En la Iglesia nos han convencido de muchas devociones que son como un apostar por la seguridad.
Los Nueve Primeros Viernes nos dan la seguridad de la salvación.
Tales Novenas nos dan la seguridad de que Dios nos salvará.
O esas Cadenas que circulan por todas partes y que, personalmente envío al tacho.
Una espiritualidad, que tiene mucho de bueno, pero que nos ha evitado el riesgo.
Por eso somos tan poco creativos. Y somos como esos CDs que cada día podemos escuchar y repetir hasta la saciedad, escuchando siempre la misma música.
El miedo y la cobardía, no son precisamente dones del Espíritu Santo.

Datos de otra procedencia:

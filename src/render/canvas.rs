use crate::camera::VideoFrame;

/// 描画面 (0x00RRGGBB)
///
/// 毎フレーム映像サイズに合わせてリサイズされる。
#[derive(Debug, Clone, Default)]
pub struct Canvas {
    buffer: Vec<u32>,
    width: usize,
    height: usize,
}

impl Canvas {
    pub fn new(width: usize, height: usize) -> Self {
        Self {
            buffer: vec![0u32; width * height],
            width,
            height,
        }
    }

    pub fn width(&self) -> usize {
        self.width
    }

    pub fn height(&self) -> usize {
        self.height
    }

    pub fn buffer(&self) -> &[u32] {
        &self.buffer
    }

    pub fn pixel(&self, x: usize, y: usize) -> Option<u32> {
        if x < self.width && y < self.height {
            Some(self.buffer[y * self.width + x])
        } else {
            None
        }
    }

    /// サイズが変わった場合のみ再確保
    pub fn resize(&mut self, width: usize, height: usize) {
        if width != self.width || height != self.height {
            self.width = width;
            self.height = height;
            self.buffer = vec![0u32; width * height];
        }
    }

    pub fn clear(&mut self) {
        self.buffer.fill(0);
    }

    /// フレームサイズに合わせてから全面コピー
    pub fn draw_frame(&mut self, frame: &VideoFrame) {
        self.resize(frame.width as usize, frame.height as usize);
        self.clear();
        let n = self.buffer.len().min(frame.pixels.len());
        self.buffer[..n].copy_from_slice(&frame.pixels[..n]);
    }

    /// 太さ付きの線 (Bresenham + 円スタンプ)
    ///
    /// 誤差項は i64 で持つので、端点が i32 の範囲ならどこでもよい。
    pub fn draw_line(&mut self, x0: i32, y0: i32, x1: i32, y1: i32, width: i32, color: u32) {
        let radius = (width / 2).max(0);
        let (x1, y1) = (i64::from(x1), i64::from(y1));
        let dx = (x1 - i64::from(x0)).abs();
        let dy = -(y1 - i64::from(y0)).abs();
        let sx = if i64::from(x0) < x1 { 1 } else { -1 };
        let sy = if i64::from(y0) < y1 { 1 } else { -1 };
        let mut err = dx + dy;

        let mut x = i64::from(x0);
        let mut y = i64::from(y0);

        loop {
            // x, y stay between the endpoints
            let (px, py) = (x as i32, y as i32);
            if radius == 0 {
                self.set_pixel(px, py, color);
            } else {
                self.fill_circle(px, py, radius, color);
            }

            if x == x1 && y == y1 {
                break;
            }

            let e2 = 2 * err;
            if e2 >= dy {
                err += dy;
                x += sx;
            }
            if e2 <= dx {
                err += dx;
                y += sy;
            }
        }
    }

    /// 円を描画（塗りつぶし）
    pub fn fill_circle(&mut self, cx: i32, cy: i32, radius: i32, color: u32) {
        let r2 = i64::from(radius) * i64::from(radius);
        for dy in -radius..=radius {
            for dx in -radius..=radius {
                if i64::from(dx) * i64::from(dx) + i64::from(dy) * i64::from(dy) <= r2 {
                    self.set_pixel(cx.saturating_add(dx), cy.saturating_add(dy), color);
                }
            }
        }
    }

    /// ピクセルをセット（境界チェック付き）
    pub fn set_pixel(&mut self, x: i32, y: i32, color: u32) {
        if x >= 0 && x < self.width as i32 && y >= 0 && y < self.height as i32 {
            self.buffer[y as usize * self.width + x as usize] = color;
        }
    }
}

El Espíritu nos regala el don de la fortaleza. El Espíritu nos da ese don arriesgarnos a lo nuevo. El Espíritu nos da ese don de no tener miedo a que la barca de nuestras vidas pueda llenarse de agua con el riesgo a hundirse.

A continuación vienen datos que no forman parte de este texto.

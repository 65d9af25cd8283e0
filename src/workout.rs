//! Workout records - метрики тренировки по данным датчиков

use serde::{Deserialize, Serialize};

use crate::report::SessionReport;

/// Metres covered by one step (running, walking)
pub const LEN_STEP: f64 = 0.65;
/// Metres covered by one stroke (swimming)
pub const LEN_STROKE: f64 = 1.38;
pub const M_IN_KM: f64 = 1000.0;
pub const MIN_IN_HOUR: f64 = 60.0;

const RUN_SPEED_COEF: f64 = 18.0;
const RUN_SPEED_SHIFT: f64 = 20.0;
const WLK_WEIGHT_COEF: f64 = 0.035;
const WLK_LOAD_COEF: f64 = 0.029;
const SWM_SPEED_SHIFT: f64 = 1.1;
const SWM_WEIGHT_COEF: f64 = 2.0;

/// Workout variant plus its extra sensor fields
#[derive(Debug, Clone, Copy, Serialize, Deserialize, PartialEq)]
pub enum WorkoutKind {
    Running,
    SportsWalking {
        height: f64, // рост, см
    },
    Swimming {
        length_pool: f64, // длина бассейна, м
        count_pool: u32,  // сколько раз переплыл
    },
}

impl WorkoutKind {
    pub fn name(&self) -> &'static str {
        match self {
            WorkoutKind::Running => "Running",
            WorkoutKind::SportsWalking { .. } => "SportsWalking",
            WorkoutKind::Swimming { .. } => "Swimming",
        }
    }
}

/// One workout session assembled from a sensor package.
///
/// Immutable once built; consumed by [`Workout::report`].
#[derive(Debug, Clone, Copy, Serialize, Deserialize)]
pub struct Workout {
    pub kind: WorkoutKind,
    pub action: u32,   // steps or strokes
    pub duration: f64, // hours
    pub weight: f64,   // kg
}

impl Workout {
    pub fn new(kind: WorkoutKind, action: u32, duration: f64, weight: f64) -> Self {
        Self { kind, action, duration, weight }
    }

    /// Distance covered (km)
    pub fn distance(&self) -> f64 {
        let step = match self.kind {
            WorkoutKind::Swimming { .. } => LEN_STROKE,
            _ => LEN_STEP,
        };
        self.action as f64 * step / M_IN_KM
    }

    /// Average speed over the whole session (km/h)
    pub fn mean_speed(&self) -> f64 {
        match self.kind {
            WorkoutKind::Swimming { length_pool, count_pool } => {
                length_pool * count_pool as f64 / M_IN_KM / self.duration
            }
            _ => self.distance() / self.duration,
        }
    }

    /// Calories burned (kcal)
    pub fn spent_calories(&self) -> f64 {
        match self.kind {
            WorkoutKind::Running => {
                (RUN_SPEED_COEF * self.mean_speed() - RUN_SPEED_SHIFT) * self.weight / M_IN_KM
                    * self.duration
                    * MIN_IN_HOUR
            }
            WorkoutKind::SportsWalking { height } => {
                // speed² // height: floor division, exactly as in the reference formula
                let load = (self.mean_speed().powi(2) / height).floor();
                (WLK_WEIGHT_COEF * self.weight + load * WLK_LOAD_COEF * self.weight)
                    * self.duration
                    * MIN_IN_HOUR
            }
            WorkoutKind::Swimming { .. } => {
                (self.mean_speed() + SWM_SPEED_SHIFT) * SWM_WEIGHT_COEF * self.weight
            }
        }
    }

    /// Assemble the session summary
    pub fn report(&self) -> SessionReport {
        SessionReport {
            training_type: self.kind.name().to_string(),
            duration: self.duration,
            distance: self.distance(),
            speed: self.mean_speed(),
            calories: self.spent_calories(),
        }
    }
}
//! Cleanup system: removes destroyed entities.

use hecs::{Entity, World};
use tracing::info;

use crate::components::{entity_id, Condition, Docks, Nav};

/// Despawn every entity that is no longer alive and free the dock slots it held.
/// Uses a pre-allocated buffer to avoid per-frame allocation.
pub fn run(world: &mut World, despawn_buffer: &mut Vec<Entity>) {
    despawn_buffer.clear();

    for (entity, condition) in world.query_mut::<&Condition>() {
        if !condition.alive {
            despawn_buffer.push(entity);
        }
    }

    if despawn_buffer.is_empty() {
        return;
    }

    let gone: Vec<_> = despawn_buffer.iter().map(|&entity| entity_id(entity)).collect();

    for (_entity, docks) in world.query_mut::<&mut Docks>() {
        for slot in docks.0.iter_mut() {
            if slot.granted.is_some_and(|ship| gone.contains(&ship)) {
                slot.granted = None;
            }
            if slot.occupant.is_some_and(|ship| gone.contains(&ship)) {
                slot.occupant = None;
            }
        }
    }

    // Ships docked at a destroyed station are cast loose
    for (_entity, nav) in world.query_mut::<&mut Nav>() {
        if nav.station.is_some_and(|station| gone.contains(&station)) {
            nav.station = None;
            nav.status = Default::default();
        }
    }

    for entity in despawn_buffer.drain(..) {
        info!(entity = %entity_id(entity), "despawned");
        let _ = world.despawn(entity);
    }
}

Muchas veces los riesgos pueden ser reales.
Las aguas están movidas. Los vientos soplan en contra.
Pero la mayor parte de las veces, nuestros miedos son pequeños o grandes “monstruos que nosotros mismos creamos en nuestras cabezas”.

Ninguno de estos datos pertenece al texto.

//! Tests for the simulation engine, navigation port and scenarios.

use glam::DVec3;

use flightdeck_core::components::PilotState;
use flightdeck_core::enums::{AttackPhase, Hostility, NavigationStatus, ScenarioId, ShipSize};
use flightdeck_core::error::FlightdeckError;
use flightdeck_core::events::{PilotEvent, PilotEventKind};
use flightdeck_core::types::{CompanyId, EntityId};
use flightdeck_core::world::WorldView;

use crate::components::{Body, Hull};
use crate::engine::{FrameReport, SimConfig, SimulationEngine};
use crate::scenario::{BLUE, RAIDERS, RED};
use crate::systems::movement::{integrate, MotionCommand};

fn events_of(reports: &[FrameReport]) -> Vec<PilotEvent> {
    reports.iter().flat_map(|r| r.events.iter().cloned()).collect()
}

fn ships_json(engine: &SimulationEngine) -> String {
    serde_json::to_string(&engine.snapshot().ships).unwrap()
}

// ---- Determinism ----

#[test]
fn test_determinism_same_seed() {
    let mut engine_a = SimulationEngine::with_scenario(
        SimConfig {
            seed: 12345,
            ..Default::default()
        },
        ScenarioId::Ambush,
    );
    let mut engine_b = SimulationEngine::with_scenario(
        SimConfig {
            seed: 12345,
            ..Default::default()
        },
        ScenarioId::Ambush,
    );

    for _ in 0..600 {
        let report_a = engine_a.tick();
        let report_b = engine_b.tick();
        assert_eq!(
            serde_json::to_string(&report_a).unwrap(),
            serde_json::to_string(&report_b).unwrap(),
            "Reports diverged with same seed"
        );
    }
    assert_eq!(ships_json(&engine_a), ships_json(&engine_b));
}

#[test]
fn test_determinism_different_seeds() {
    let mut engine_a = SimulationEngine::with_scenario(
        SimConfig {
            seed: 111,
            ..Default::default()
        },
        ScenarioId::Skirmish,
    );
    let mut engine_b = SimulationEngine::with_scenario(
        SimConfig {
            seed: 222,
            ..Default::default()
        },
        ScenarioId::Skirmish,
    );

    engine_a.run_for(5.0);
    engine_b.run_for(5.0);
    assert_ne!(
        ships_json(&engine_a),
        ships_json(&engine_b),
        "Different seeds should produce divergent worlds"
    );
}

// ---- Config ----

#[test]
fn test_sim_config_from_toml() {
    let config = SimConfig::from_toml_str(
        "seed = 7\nframe_rate = 30\n\n[pilot]\nflee_distance = 5000.0\n",
    )
    .unwrap();
    assert_eq!(config.seed, 7);
    assert_eq!(config.frame_rate, 30);
    assert_eq!(config.pilot.flee_distance, 5000.0);
    assert_eq!(config.pilot.dock_wait_secs, 10.0);
    assert!((config.dt() - 1.0 / 30.0).abs() < 1e-12);

    let result = SimConfig::from_toml_str("frame_rate = 0\n");
    assert!(matches!(result, Err(FlightdeckError::InvalidConfig(_))));
}

#[test]
fn test_run_for_counts_frames() {
    let mut engine = SimulationEngine::new(SimConfig::default());
    let reports = engine.run_for(2.0);
    assert_eq!(reports.len(), 120);
    assert_eq!(engine.time().frame, 120);
    assert!((engine.time().elapsed_secs - 2.0).abs() < 1e-9);
}

// ---- Movement ----

#[test]
fn test_integrate_bounds_acceleration_and_boost_doubles_it() {
    let hull = Hull {
        company: BLUE,
        radius: 10.0,
        size: ShipSize::Small,
        is_station: false,
        is_military: false,
        player_controlled: false,
        overheat_temperature: 1000.0,
        propulsion: Default::default(),
    };
    let command = MotionCommand {
        linear_velocity: DVec3::new(100.0, 0.0, 0.0),
        angular_velocity: DVec3::ZERO,
        boost: false,
    };

    let mut body = Body::at(DVec3::ZERO);
    integrate(&mut body, &hull, &command, 0.5);
    assert!((body.velocity.x - 20.0).abs() < 1e-9);
    assert!((body.position.x - 10.0).abs() < 1e-9);

    let mut boosted = Body::at(DVec3::ZERO);
    integrate(
        &mut boosted,
        &hull,
        &MotionCommand {
            boost: true,
            ..command
        },
        0.5,
    );
    assert!((boosted.velocity.x - 40.0).abs() < 1e-9);
}

#[test]
fn test_integrate_turns_nose_with_angular_velocity() {
    let hull = Hull {
        company: BLUE,
        radius: 10.0,
        size: ShipSize::Small,
        is_station: false,
        is_military: false,
        player_controlled: false,
        overheat_temperature: 1000.0,
        propulsion: Default::default(),
    };
    let mut body = Body::at(DVec3::ZERO);
    body.angular_velocity = DVec3::new(0.0, 0.0, 45.0);
    let command = MotionCommand {
        linear_velocity: DVec3::ZERO,
        angular_velocity: DVec3::new(0.0, 0.0, 45.0),
        boost: false,
    };
    integrate(&mut body, &hull, &command, 1.0);
    let nose = body.orientation * DVec3::X;
    let expected = DVec3::new(1.0, 1.0, 0.0).normalize();
    assert!((nose - expected).length() < 1e-9, "nose {nose:?}");
}

// ---- Combat ----

#[test]
fn test_skirmish_fighters_acquire_and_engage() {
    let mut engine = SimulationEngine::with_scenario(SimConfig::default(), ScenarioId::Skirmish);
    let events = events_of(&engine.run_for(30.0));

    let acquirers: std::collections::HashSet<EntityId> = events
        .iter()
        .filter(|e| matches!(e.kind, PilotEventKind::TargetAcquired { .. }))
        .map(|e| e.ship)
        .collect();
    assert_eq!(acquirers.len(), 6, "every fighter should pick a target");

    assert!(events.iter().any(|e| matches!(
        e.kind,
        PilotEventKind::PhaseChanged {
            to: AttackPhase::Engage,
            ..
        }
    )));
}

#[test]
fn test_destroyed_target_is_dropped() {
    let mut engine = SimulationEngine::new(SimConfig::default());
    engine.set_hostility(BLUE, RED, Hostility::Hostile);
    let hunter = engine.spawn_fighter(BLUE, DVec3::ZERO, DVec3::ZERO);
    let prey = engine.spawn_fighter(RED, DVec3::new(400.0, 0.0, 0.0), DVec3::ZERO);

    engine.tick();
    assert_eq!(
        engine.pilot_state(hunter).unwrap().combat_target,
        Some(prey)
    );

    assert!(engine.destroy(prey));
    let events = events_of(&engine.run_for(1.0));
    assert!(engine.ship(prey).is_none(), "destroyed entity should be despawned");
    assert_eq!(engine.pilot_state(hunter).unwrap().combat_target, None);
    assert!(events.contains(&PilotEvent::new(
        hunter,
        PilotEventKind::TargetLost { target: prey }
    )));
}

#[test]
fn test_restore_pilot_from_saved_state() {
    let mut engine = SimulationEngine::with_scenario(SimConfig::default(), ScenarioId::Skirmish);
    engine.run_for(3.0);
    let id = engine.snapshot().ships.iter().find(|s| s.is_military).unwrap().id;

    let saved = serde_json::to_string(&engine.pilot_state(id).unwrap()).unwrap();
    let state = serde_json::from_str(&saved).unwrap();
    assert!(engine.restore_pilot(id, state));
    assert_eq!(
        serde_json::to_string(&engine.pilot_state(id).unwrap()).unwrap(),
        saved
    );
    assert!(!engine.restore_pilot(EntityId(u64::MAX), PilotState::new(1.0, 0.0)));
}

// ---- Docking ----

#[test]
fn test_single_slot_is_granted_once() {
    let mut engine = SimulationEngine::new(SimConfig::default());
    let station = engine.spawn_station(BLUE, DVec3::ZERO, &[ShipSize::Small]);
    engine.spawn_freighter(BLUE, DVec3::new(0.0, 900.0, 0.0));
    engine.spawn_freighter(BLUE, DVec3::new(0.0, -900.0, 0.0));

    let report = engine.tick();
    let answers: Vec<bool> = report
        .events
        .iter()
        .filter_map(|e| match e.kind {
            PilotEventKind::DockRequested { station: s, accepted } if s == station => Some(accepted),
            _ => None,
        })
        .collect();
    assert_eq!(answers.len(), 2);
    assert_eq!(answers.iter().filter(|&&accepted| accepted).count(), 1);

    let docks = engine.ship(station).unwrap().docks;
    assert!(docks[0].granted.is_some());
}

#[test]
fn test_freighter_docks_dwells_and_undocks() {
    let mut engine = SimulationEngine::new(SimConfig::default());
    let station = engine.spawn_station(BLUE, DVec3::ZERO, &[ShipSize::Small]);
    let freighter = engine.spawn_freighter(BLUE, DVec3::new(900.0, 0.0, 0.0));

    let mut docked_at = None;
    let mut undocked_at = None;
    for _ in 0..(90 * 60) {
        let report = engine.tick();
        if docked_at.is_none()
            && engine.ship(freighter).map(|s| s.nav_status) == Some(NavigationStatus::Docked)
        {
            docked_at = Some(report.time.elapsed_secs);
            assert!(engine.ship(station).unwrap().is_docked(freighter));
        }
        if report.events.iter().any(|e| {
            e.ship == freighter && matches!(e.kind, PilotEventKind::Undocked { .. })
        }) {
            undocked_at = Some(report.time.elapsed_secs);
            break;
        }
    }

    let docked_at = docked_at.expect("freighter never docked");
    let undocked_at = undocked_at.expect("freighter never undocked");
    let dwell = undocked_at - docked_at;
    assert!((9.5..=11.0).contains(&dwell), "dwell {dwell}");

    let state = engine.pilot_state(freighter).unwrap();
    assert_eq!(state.station_target, None);
    assert_eq!(state.last_station_target, Some(station));
    assert!(!engine.ship(station).unwrap().is_docked(freighter));
}

#[test]
fn test_trade_route_freighters_dock() {
    let mut engine = SimulationEngine::with_scenario(SimConfig::default(), ScenarioId::TradeRoute);
    let events = events_of(&engine.run_for(300.0));
    assert!(events.iter().any(|e| matches!(
        e.kind,
        PilotEventKind::DockRequested { accepted: true, .. }
    )));
    assert!(events
        .iter()
        .any(|e| matches!(e.kind, PilotEventKind::Undocked { station: Some(_) })));
}

// ---- Ambush ----

#[test]
fn test_ambush_freighters_flee_raiders() {
    let mut engine = SimulationEngine::with_scenario(SimConfig::default(), ScenarioId::Ambush);
    let snapshot = engine.snapshot();
    let raiders: Vec<EntityId> = snapshot
        .ships
        .iter()
        .filter(|s| s.company == RAIDERS)
        .map(|s| s.id)
        .collect();
    assert_eq!(raiders.len(), 3);

    let events = events_of(&engine.run_for(5.0));
    assert!(events.iter().any(|e| matches!(
        e.kind,
        PilotEventKind::Fleeing { threat, .. } if raiders.contains(&threat)
    )));
}

#[test]
fn test_relations_are_symmetric_in_scenarios() {
    let engine = SimulationEngine::with_scenario(SimConfig::default(), ScenarioId::Ambush);
    use flightdeck_core::world::CompanyRelations;
    assert_eq!(engine.relations().hostility(RAIDERS, BLUE), Hostility::Hostile);
    assert_eq!(engine.relations().hostility(BLUE, RAIDERS), Hostility::Hostile);
    assert_eq!(engine.relations().hostility(BLUE, RED), Hostility::Neutral);
    assert_eq!(
        engine.relations().hostility(CompanyId(9), CompanyId(9)),
        Hostility::Friendly
    );
}

// ---- Systems ----

#[test]
fn test_snapshot_orders_by_id_and_disarms_unarmed_hulls() {
    let mut engine = SimulationEngine::new(SimConfig::default());
    let freighter = engine.spawn_freighter(BLUE, DVec3::new(100.0, 0.0, 0.0));
    let fighter = engine.spawn_fighter(RED, DVec3::ZERO, DVec3::new(10.0, 0.0, 0.0));

    let snapshot = engine.snapshot();
    let ids: Vec<EntityId> = snapshot.ships.iter().map(|s| s.id).collect();
    let mut sorted = ids.clone();
    sorted.sort();
    assert_eq!(ids, sorted);

    let freighter = snapshot.ship(freighter).unwrap();
    assert_eq!(freighter.weapon_health, 0.0);
    assert!(!freighter.is_dangerous());
    assert_eq!(freighter.ammo_velocity, None);

    let fighter = snapshot.ship(fighter).unwrap();
    assert!(fighter.is_dangerous());
    assert!((fighter.forward() - DVec3::X).length() < 1e-9);
}

#[test]
fn test_heat_cools_passively() {
    let mut world = hecs::World::new();
    let entity = world.spawn((crate::components::Condition {
        temperature: 100.0,
        ..Default::default()
    },));
    crate::systems::heat::run(&mut world, 1.0);
    let condition = world.get::<&crate::components::Condition>(entity).unwrap();
    assert!((condition.temperature - 90.0).abs() < 1e-9);
}

#[test]
fn test_dock_book_reserve_occupy_release() {
    use crate::systems::navigation::DockBook;
    use flightdeck_core::world::{RelationTable, WorldSnapshot};

    let mut station = flightdeck_core::components::ShipSnapshot::new(EntityId(1), BLUE);
    station.is_station = true;
    station.docks = vec![
        flightdeck_core::components::DockSlot::free(ShipSize::Large),
        flightdeck_core::components::DockSlot::free(ShipSize::Small),
    ];
    let snapshot = WorldSnapshot::new(vec![station], RelationTable::new());
    let mut book = DockBook::from_snapshot(&snapshot);

    assert_eq!(book.reserve(EntityId(1), EntityId(7), ShipSize::Small), Some(1));
    // Asking again returns the same grant
    assert_eq!(book.reserve(EntityId(1), EntityId(7), ShipSize::Small), Some(1));
    assert_eq!(book.reserve(EntityId(1), EntityId(8), ShipSize::Small), None);
    assert_eq!(book.reserve(EntityId(9), EntityId(8), ShipSize::Small), None);

    assert!(book.occupy(EntityId(1), EntityId(7)));
    assert!(!book.occupy(EntityId(1), EntityId(8)));
    assert_eq!(book.slots(EntityId(1)).unwrap()[1].occupant, Some(EntityId(7)));

    book.release(EntityId(7));
    assert!(book.slots(EntityId(1)).unwrap()[1].is_available(ShipSize::Small));
}

#[test]
fn test_navigation_port_refuses_hostile_station() {
    use crate::systems::navigation::{DockBook, NavCommand, NavigationPort};
    use flightdeck_core::world::{Navigation, RelationTable, WorldSnapshot};

    let mut station = flightdeck_core::components::ShipSnapshot::new(EntityId(1), RED);
    station.is_station = true;
    station.docks = vec![flightdeck_core::components::DockSlot::free(ShipSize::Small)];
    let ship = flightdeck_core::components::ShipSnapshot::new(EntityId(2), BLUE);

    let hostile = WorldSnapshot::new(
        vec![station.clone(), ship.clone()],
        RelationTable::new().with_hostile(BLUE, RED),
    );
    let mut book = DockBook::from_snapshot(&hostile);
    let mut port = NavigationPort::new(EntityId(2), NavigationStatus::Free, &hostile, &mut book);
    assert!(!port.dock_at(EntityId(1)));
    assert!(port.into_commands().is_empty());

    let neutral = WorldSnapshot::new(vec![station, ship], RelationTable::new());
    let mut book = DockBook::from_snapshot(&neutral);
    let mut port = NavigationPort::new(EntityId(2), NavigationStatus::Free, &neutral, &mut book);
    assert!(port.dock_at(EntityId(1)));
    assert_eq!(port.status(), NavigationStatus::AutoPilot);
    assert_eq!(
        port.into_commands(),
        vec![NavCommand::DockAt {
            station: EntityId(1),
            slot: 0
        }]
    );
}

¿Y si fracaso? ¿Y si no soy feliz? ¿Y si no llego?
Es preciso matar esos monstruos que nos impiden la alegría del triunfo, incluso la alegría del fracaso, porque fracasar por haber arriesgado también es fuente de alegría.
Es preferible que nos digan que “somos demasiado atrevidos” a que nos digan “¿Por qué sois tan cobardes?”
Dios se arriesgó al hacerse hombre. ¿Por qué no arriesgarnos nosotros por una vida y una Iglesia y mundo mejores?
Clemente Sobrado C. P.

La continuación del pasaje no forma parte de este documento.